Required action: Tally the lines of the records that contain the string "every", then give the total and nothing more.

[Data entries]
==================================================

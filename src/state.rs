//! Dynamic per-instance runtime state: health triplet, error counters
//! partitioned by origin and class, sliding usage windows, latency EMA.
//! The coordination store owns the durable copy; anything in memory is a
//! read snapshot that must be written back to persist.

use std::collections::BTreeMap;

use serde::{Deserialize, Serialize};

/// Seconds of history retained in every window map. Entries older than this
/// are evicted on every touch.
pub const WINDOW_SECONDS: i64 = 60;

/// EMA smoothing factor for `avg_latency_ms`.
const LATENCY_EMA_ALPHA: f64 = 0.1;

#[derive(Clone, Copy, Debug, PartialEq, Eq, Serialize, Deserialize)]
#[serde(rename_all = "snake_case")]
pub enum InstanceStatus {
    Healthy,
    RateLimited,
    Error,
}

/// Where an error was observed, for counter partitioning.
#[derive(Clone, Copy, Debug, PartialEq, Eq)]
pub enum ErrorOrigin {
    Upstream,
    Instance,
    Client,
}

#[derive(Clone, Debug, Serialize, Deserialize)]
pub struct InstanceState {
    pub name: String,
    pub status: InstanceStatus,
    pub health_status: String,
    pub connection_status: String,

    // Error tracking
    pub error_count: u64,
    #[serde(default, skip_serializing_if = "Option::is_none")]
    pub last_error: Option<String>,
    #[serde(default, skip_serializing_if = "Option::is_none")]
    pub last_error_time: Option<i64>,

    // Instance-level errors
    pub total_errors_500: u64,
    pub total_errors_503: u64,
    pub total_other_errors: u64,
    pub error_500_window: BTreeMap<i64, u64>,
    pub error_503_window: BTreeMap<i64, u64>,
    pub error_other_window: BTreeMap<i64, u64>,
    pub current_error_rate: f64,
    pub current_500_rate: f64,
    pub current_503_rate: f64,

    // Client-level errors
    pub total_client_errors_500: u64,
    pub total_client_errors_503: u64,
    pub total_client_errors_other: u64,
    pub client_error_500_window: BTreeMap<i64, u64>,
    pub client_error_503_window: BTreeMap<i64, u64>,
    pub client_error_other_window: BTreeMap<i64, u64>,
    pub current_client_error_rate: f64,
    pub current_client_500_rate: f64,
    pub current_client_503_rate: f64,

    // Upstream errors
    pub total_upstream_429_errors: u64,
    pub total_upstream_400_errors: u64,
    pub total_upstream_500_errors: u64,
    pub total_upstream_other_errors: u64,
    pub upstream_429_window: BTreeMap<i64, u64>,
    pub upstream_400_window: BTreeMap<i64, u64>,
    pub upstream_500_window: BTreeMap<i64, u64>,
    pub upstream_other_window: BTreeMap<i64, u64>,
    pub current_upstream_error_rate: f64,
    pub current_upstream_429_rate: f64,
    pub current_upstream_400_rate: f64,

    // Rate limiting
    #[serde(default, skip_serializing_if = "Option::is_none")]
    pub rate_limited_until: Option<i64>,

    // Usage metrics
    pub current_tpm: u64,
    pub current_rpm: u64,
    pub total_requests: u64,
    pub successful_requests: u64,
    pub total_tokens_served: u64,
    pub usage_window: BTreeMap<i64, u64>,
    pub request_window: BTreeMap<i64, u64>,

    // Performance metrics
    #[serde(default, skip_serializing_if = "Option::is_none")]
    pub avg_latency_ms: Option<f64>,
    pub utilization_percentage: f64,

    pub last_used: i64,
}

impl InstanceState {
    /// Identity-only constructor; used on first reference to an instance.
    pub fn new(name: impl Into<String>) -> Self {
        Self {
            name: name.into(),
            status: InstanceStatus::Healthy,
            health_status: "unknown".to_string(),
            connection_status: "unknown".to_string(),
            error_count: 0,
            last_error: None,
            last_error_time: None,
            total_errors_500: 0,
            total_errors_503: 0,
            total_other_errors: 0,
            error_500_window: BTreeMap::new(),
            error_503_window: BTreeMap::new(),
            error_other_window: BTreeMap::new(),
            current_error_rate: 0.0,
            current_500_rate: 0.0,
            current_503_rate: 0.0,
            total_client_errors_500: 0,
            total_client_errors_503: 0,
            total_client_errors_other: 0,
            client_error_500_window: BTreeMap::new(),
            client_error_503_window: BTreeMap::new(),
            client_error_other_window: BTreeMap::new(),
            current_client_error_rate: 0.0,
            current_client_500_rate: 0.0,
            current_client_503_rate: 0.0,
            total_upstream_429_errors: 0,
            total_upstream_400_errors: 0,
            total_upstream_500_errors: 0,
            total_upstream_other_errors: 0,
            upstream_429_window: BTreeMap::new(),
            upstream_400_window: BTreeMap::new(),
            upstream_500_window: BTreeMap::new(),
            upstream_other_window: BTreeMap::new(),
            current_upstream_error_rate: 0.0,
            current_upstream_429_rate: 0.0,
            current_upstream_400_rate: 0.0,
            rate_limited_until: None,
            current_tpm: 0,
            current_rpm: 0,
            total_requests: 0,
            successful_requests: 0,
            total_tokens_served: 0,
            usage_window: BTreeMap::new(),
            request_window: BTreeMap::new(),
            avg_latency_ms: None,
            utilization_percentage: 0.0,
            last_used: crate::error::unix_now(),
        }
    }

    pub fn is_healthy(&self) -> bool {
        self.status == InstanceStatus::Healthy
    }

    /// Marks the instance excluded from selection until `until`.
    pub fn mark_rate_limited(&mut self, until: i64) {
        self.rate_limited_until = Some(until);
        self.status = InstanceStatus::RateLimited;
    }

    /// Clears a lapsed rate-limit exclusion so `status = rate_limited` holds
    /// exactly while `now < rate_limited_until`.
    pub fn refresh_rate_limit(&mut self, now: i64) {
        if let Some(until) = self.rate_limited_until {
            if now >= until {
                self.rate_limited_until = None;
                if self.status == InstanceStatus::RateLimited {
                    self.status = InstanceStatus::Healthy;
                }
            }
        }
    }

    pub fn record_success(&mut self, tokens: u64, latency_ms: f64, max_tpm: u64, now: i64) {
        self.total_requests += 1;
        self.successful_requests += 1;
        self.total_tokens_served = self.total_tokens_served.saturating_add(tokens);
        self.last_used = now;

        *self.usage_window.entry(now).or_insert(0) += tokens;
        *self.request_window.entry(now).or_insert(0) += 1;
        self.prune_windows(now);
        self.recompute_usage(max_tpm);

        self.avg_latency_ms = Some(match self.avg_latency_ms {
            Some(avg) => (1.0 - LATENCY_EMA_ALPHA) * avg + LATENCY_EMA_ALPHA * latency_ms,
            None => latency_ms,
        });
    }

    pub fn record_error(&mut self, status_code: u16, origin: ErrorOrigin, message: &str, now: i64) {
        self.error_count += 1;
        self.total_requests += 1;
        self.last_error = Some(message.to_string());
        self.last_error_time = Some(now);

        match status_code {
            500 => {
                self.total_errors_500 += 1;
                *self.error_500_window.entry(now).or_insert(0) += 1;
            }
            503 => {
                self.total_errors_503 += 1;
                *self.error_503_window.entry(now).or_insert(0) += 1;
            }
            _ => {
                self.total_other_errors += 1;
                *self.error_other_window.entry(now).or_insert(0) += 1;
            }
        }

        match origin {
            ErrorOrigin::Upstream => match status_code {
                429 => {
                    self.total_upstream_429_errors += 1;
                    *self.upstream_429_window.entry(now).or_insert(0) += 1;
                }
                400 => {
                    self.total_upstream_400_errors += 1;
                    *self.upstream_400_window.entry(now).or_insert(0) += 1;
                }
                500..=599 => {
                    self.total_upstream_500_errors += 1;
                    *self.upstream_500_window.entry(now).or_insert(0) += 1;
                }
                _ => {
                    self.total_upstream_other_errors += 1;
                    *self.upstream_other_window.entry(now).or_insert(0) += 1;
                }
            },
            ErrorOrigin::Client => match status_code {
                500 => {
                    self.total_client_errors_500 += 1;
                    *self.client_error_500_window.entry(now).or_insert(0) += 1;
                }
                503 => {
                    self.total_client_errors_503 += 1;
                    *self.client_error_503_window.entry(now).or_insert(0) += 1;
                }
                _ => {
                    self.total_client_errors_other += 1;
                    *self.client_error_other_window.entry(now).or_insert(0) += 1;
                }
            },
            ErrorOrigin::Instance => {}
        }

        self.prune_windows(now);
        self.recompute_error_rates();

        if self.current_error_rate > 50.0 && self.total_requests > 10 {
            self.status = InstanceStatus::Error;
            self.health_status = "unhealthy".to_string();
        }
    }

    /// Evicts window entries older than the retention horizon. Invariant:
    /// after any admission or read, every key is within `now - 60s`.
    pub fn prune_windows(&mut self, now: i64) {
        let cutoff = now - WINDOW_SECONDS;
        for window in [
            &mut self.error_500_window,
            &mut self.error_503_window,
            &mut self.error_other_window,
            &mut self.client_error_500_window,
            &mut self.client_error_503_window,
            &mut self.client_error_other_window,
            &mut self.upstream_429_window,
            &mut self.upstream_400_window,
            &mut self.upstream_500_window,
            &mut self.upstream_other_window,
            &mut self.usage_window,
            &mut self.request_window,
        ] {
            window.retain(|ts, _| *ts >= cutoff);
        }
    }

    fn recompute_usage(&mut self, max_tpm: u64) {
        self.current_tpm = self.usage_window.values().sum();
        self.current_rpm = self.request_window.values().sum();
        self.utilization_percentage = if max_tpm == 0 {
            0.0
        } else {
            (self.current_tpm as f64 / max_tpm as f64 * 100.0).clamp(0.0, 100.0)
        };
    }

    fn recompute_error_rates(&mut self) {
        let total = self.total_requests as f64;
        if total == 0.0 {
            return;
        }
        let pct = |count: u64| count as f64 / total * 100.0;

        self.current_error_rate = pct(self.error_count);
        self.current_500_rate = pct(self.total_errors_500);
        self.current_503_rate = pct(self.total_errors_503);
        self.current_client_error_rate = pct(self.total_client_errors_500
            + self.total_client_errors_503
            + self.total_client_errors_other);
        self.current_client_500_rate = pct(self.total_client_errors_500);
        self.current_client_503_rate = pct(self.total_client_errors_503);
        self.current_upstream_error_rate = pct(self.total_upstream_429_errors
            + self.total_upstream_400_errors
            + self.total_upstream_500_errors
            + self.total_upstream_other_errors);
        self.current_upstream_429_rate = pct(self.total_upstream_429_errors);
        self.current_upstream_400_rate = pct(self.total_upstream_400_errors);
    }
}

#[cfg(test)]
mod tests {
    use super::*;

    #[test]
    fn latency_ema_matches_closed_form_recursion() {
        let mut state = InstanceState::new("a");
        let samples = [120.0, 80.0, 200.0, 55.0, 90.0];

        let mut expected = samples[0];
        state.record_success(10, samples[0], 60_000, 1_000);
        for sample in &samples[1..] {
            state.record_success(10, *sample, 60_000, 1_000);
            expected = 0.9 * expected + 0.1 * sample;
        }

        let avg = state.avg_latency_ms.expect("seeded after first sample");
        assert!((avg - expected).abs() < 1e-9);
    }

    #[test]
    fn demotes_after_error_rate_crosses_threshold() {
        let mut state = InstanceState::new("a");
        for i in 0..11 {
            state.record_error(500, ErrorOrigin::Upstream, "upstream exploded", 1_000 + i);
        }
        assert_eq!(state.status, InstanceStatus::Error);
        assert_eq!(state.health_status, "unhealthy");
        assert!(!state.is_healthy());
        assert_eq!(state.total_upstream_500_errors, 11);
        assert_eq!(state.total_errors_500, 11);
        assert_eq!(state.last_error.as_deref(), Some("upstream exploded"));
        assert_eq!(state.last_error_time, Some(1_010));
    }

    #[test]
    fn does_not_demote_below_eleven_requests() {
        let mut state = InstanceState::new("a");
        for i in 0..10 {
            state.record_error(503, ErrorOrigin::Instance, "unavailable", 1_000 + i);
        }
        // 100% error rate but only 10 requests.
        assert_eq!(state.status, InstanceStatus::Healthy);
    }

    #[test]
    fn windows_evict_entries_older_than_a_minute() {
        let mut state = InstanceState::new("a");
        state.record_success(100, 10.0, 60_000, 1_000);
        state.record_success(50, 10.0, 60_000, 1_030);
        assert_eq!(state.current_tpm, 150);

        state.record_success(25, 10.0, 60_000, 1_070);
        // The 1_000 bucket is now outside the window.
        assert_eq!(state.current_tpm, 75);
        assert!(state.usage_window.keys().all(|ts| *ts >= 1_070 - 60));
        assert_eq!(state.current_rpm, 2);
    }

    #[test]
    fn utilization_stays_within_bounds() {
        let mut state = InstanceState::new("a");
        state.record_success(90_000, 10.0, 60_000, 1_000);
        assert_eq!(state.utilization_percentage, 100.0);
    }

    #[test]
    fn rate_limited_status_clears_once_window_lapses() {
        let mut state = InstanceState::new("a");
        state.mark_rate_limited(2_000);
        assert!(!state.is_healthy());

        state.refresh_rate_limit(1_999);
        assert_eq!(state.status, InstanceStatus::RateLimited);

        state.refresh_rate_limit(2_000);
        assert_eq!(state.status, InstanceStatus::Healthy);
        assert!(state.rate_limited_until.is_none());
    }

    #[test]
    fn counters_survive_a_json_round_trip() {
        let mut state = InstanceState::new("a");
        state.record_success(10, 42.0, 60_000, 1_000);
        state.record_error(429, ErrorOrigin::Upstream, "rate limit exceeded", 1_001);

        let raw = serde_json::to_string(&state).unwrap();
        let decoded: InstanceState = serde_json::from_str(&raw).unwrap();
        assert_eq!(decoded.total_requests, 2);
        assert_eq!(decoded.successful_requests, 1);
        assert_eq!(decoded.total_upstream_429_errors, 1);
        assert_eq!(decoded.usage_window.get(&1_000), Some(&10));
    }
}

==================================================

Reply: 3